__Problem details__. Say how many lines in the data hold "query". Nothing else belongs in the answer.

__Collected data__.
*****

/// Wrap an async closure as a shareable handler.
pub fn handler_fn<F, Fut>(f: F) -> Arc<dyn EventHandler>
where
    F: Fn(Arc<Event>) -> Fut + Send + Sync + 'static,
    Fut: Future<Output = anyhow::Result<()>> + Send + 'static,
{
    Arc::new(FnHandler(f))
}

/// Snapshot returned by [`EventBus::stats`].
#[derive(Debug, Clone, Serialize)]
pub struct BusStats {
    pub running: bool,
    pub active_handlers: usize,
    /// Keyed by event kind topic, `"*"` for wildcard subscriptions.
    pub subscriber_counts: BTreeMap<String, usize>,
    pub events_published: u64,
    pub handler_faults: u64,
    pub history_len: usize,
}

struct Subscriber {
    id: SubscriptionId,
    filter: EventFilter,
    tx: mpsc::UnboundedSender<Arc<Event>>,
    removed: Arc<AtomicBool>,
}

struct BusState {
    running: bool,
    next_seq: u64,
    next_sub_id: SubscriptionId,
    /// In subscription order.
    subscribers: Vec<Subscriber>,
    workers: Vec<(SubscriptionId, JoinHandle<()>)>,
    history: VecDeque<Arc<Event>>,
}

struct Inner {
    state: Mutex<BusState>,
    active_handlers: AtomicUsize,
    events_published: AtomicU64,
    handler_faults: AtomicU64,
    history_limit: usize,
}

/// The event hub. Construct one per core instance and share it as
/// `Arc<EventBus>`; call [`EventBus::shutdown`] to drain it.
pub struct EventBus {
    inner: Arc<Inner>,
}

impl EventBus {
    pub fn new(history_limit: usize) -> Self {
        Self {
            inner: Arc::new(Inner {
                state: Mutex::new(BusState {
                    running: true,
                    next_seq: 0,
                    next_sub_id: 1,
                    subscribers: Vec::new(),
                    workers: Vec::new(),
                    history: VecDeque::new(),
                }),
                active_handlers: AtomicUsize::new(0),
                events_published: AtomicU64::new(0),
                handler_faults: AtomicU64::new(0),
                history_limit,
            }),
        }
    }

    pub fn from_config(config: &BusConfig) -> Self {
        Self::new(config.history_limit)
    }

    /// Register `handler` for events matching `filter`.
    ///
    /// Must be called from within a tokio runtime: each subscription gets its
    /// own delivery task.
    pub fn subscribe(
        &self,
        filter: EventFilter,
        handler: Arc<dyn EventHandler>,
    ) -> BridgeResult<SubscriptionId> {
        let mut state = self.inner.lock()?;
        if !state.running {
            return Err(BridgeError::BusClosed);
        }
        let id = state.next_sub_id;
        state.next_sub_id += 1;

        let (tx, rx) = mpsc::unbounded_channel();
        let removed = Arc::new(AtomicBool::new(false));
        let worker = tokio::spawn(deliver(
            id,
            handler,
            rx,
            Arc::clone(&removed),
            Arc::downgrade(&self.inner),
        ));

        debug!(subscription = id, kind = filter.key(), "subscribed");
        state.subscribers.push(Subscriber {
            id,
            filter,
            tx,
            removed,
        });
        state.workers.push((id, worker));
        Ok(id)
    }

    /// Subscribe with an async closure.
    pub fn subscribe_fn<F, Fut>(&self, filter: EventFilter, f: F) -> BridgeResult<SubscriptionId>
    where
        F: Fn(Arc<Event>) -> Fut + Send + Sync + 'static,
        Fut: Future<Output = anyhow::Result<()>> + Send + 'static,
    {
        self.subscribe(filter, handler_fn(f))
    }

    /// Subscribe and receive matching events on a channel.
    pub fn subscribe_channel(
        &self,
        filter: EventFilter,
    ) -> BridgeResult<(SubscriptionId, mpsc::UnboundedReceiver<Arc<Event>>)> {
        let (tx, rx) = mpsc::unbounded_channel();
        let id = self.subscribe_fn(filter, move |event| {
            let tx = tx.clone();
            async move {
                tx.send(event)
                    .map_err(|_| anyhow::anyhow!("subscriber channel closed"))
            }
        })?;
        Ok((id, rx))
    }

    /// Remove a subscription. Returns false if it was not found.
    ///
    /// A handler already running finishes normally; nothing further is
    /// delivered to it.
    pub fn unsubscribe(&self, id: SubscriptionId) -> BridgeResult<bool> {
        let mut state = self.inner.lock()?;
        let Some(pos) = state.subscribers.iter().position(|s| s.id == id) else {
            warn!(subscription = id, "unsubscribe of unknown subscription");
            return Ok(false);
        };
        let sub = state.subscribers.remove(pos);
        sub.removed.store(true, Ordering::Release);
        // Detach the worker; it exits once its sender (dropped here) is gone.
        state.workers.retain(|(worker_id, _)| *worker_id != id);
        debug!(subscription = id, "unsubscribed");
        Ok(true)
    }

    /// Stamp `draft` and enqueue it for every matching subscriber.
    ///
    /// Never waits for handlers. Returns the assigned sequence number.
    pub fn publish(&self, draft: EventDraft) -> BridgeResult<u64> {
        self.inner.publish(draft)
    }

    /// Events retained in history that match `query`, oldest first.
    pub fn history(&self, query: &HistoryQuery) -> BridgeResult<Vec<Arc<Event>>> {
        let state = self.inner.lock()?;
        let mut matched: Vec<Arc<Event>> = state
            .history
            .iter()
            .filter(|e| query.matches(e))
            .cloned()
            .collect();
        if let Some(limit) = query.limit {
            if matched.len() > limit {
                matched.drain(..matched.len() - limit);
            }
        }
        Ok(matched)
    }

    pub fn clear_history(&self) -> BridgeResult<()> {
        self.inner.lock()?.history.clear();
        Ok(())
    }

    /// Number of handlers currently executing.
    pub fn active_handlers(&self) -> usize {
        self.inner.active_handlers.load(Ordering::SeqCst)
    }

    pub fn stats(&self) -> BridgeResult<BusStats> {
        let state = self.inner.lock()?;
        let mut subscriber_counts = BTreeMap::new();
        for sub in &state.subscribers {
            *subscriber_counts
                .entry(sub.filter.key().to_string())
                .or_insert(0) += 1;
        }
        Ok(BusStats {
            running: state.running,
            active_handlers: self.active_handlers(),
            subscriber_counts,
            events_published: self.inner.events_published.load(Ordering::SeqCst),
            handler_faults: self.inner.handler_faults.load(Ordering::SeqCst),
            history_len: state.history.len(),
        })
    }

    pub fn is_running(&self) -> bool {
        self.inner.lock().map(|s| s.running).unwrap_or(false)
    }

    /// Stop accepting events, drop every subscription and wait until each
    /// subscriber has drained its queue.
    pub async fn shutdown(&self) -> BridgeResult<()> {
        let workers = {
            let mut state = self.inner.lock()?;
            if !state.running {
                return Ok(());
            }
            state.running = false;
            state.subscribers.clear();
            std::mem::take(&mut state.workers)
        };
        info!(subscribers = workers.len(), "event bus shutting down");
        for (id, worker) in workers {
            if let Err(e) = worker.await {
                warn!(subscription = id, error = %e, "subscriber task ended abnormally");
            }
        }
        Ok(())
    }
}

*****

__Exercise output__. 4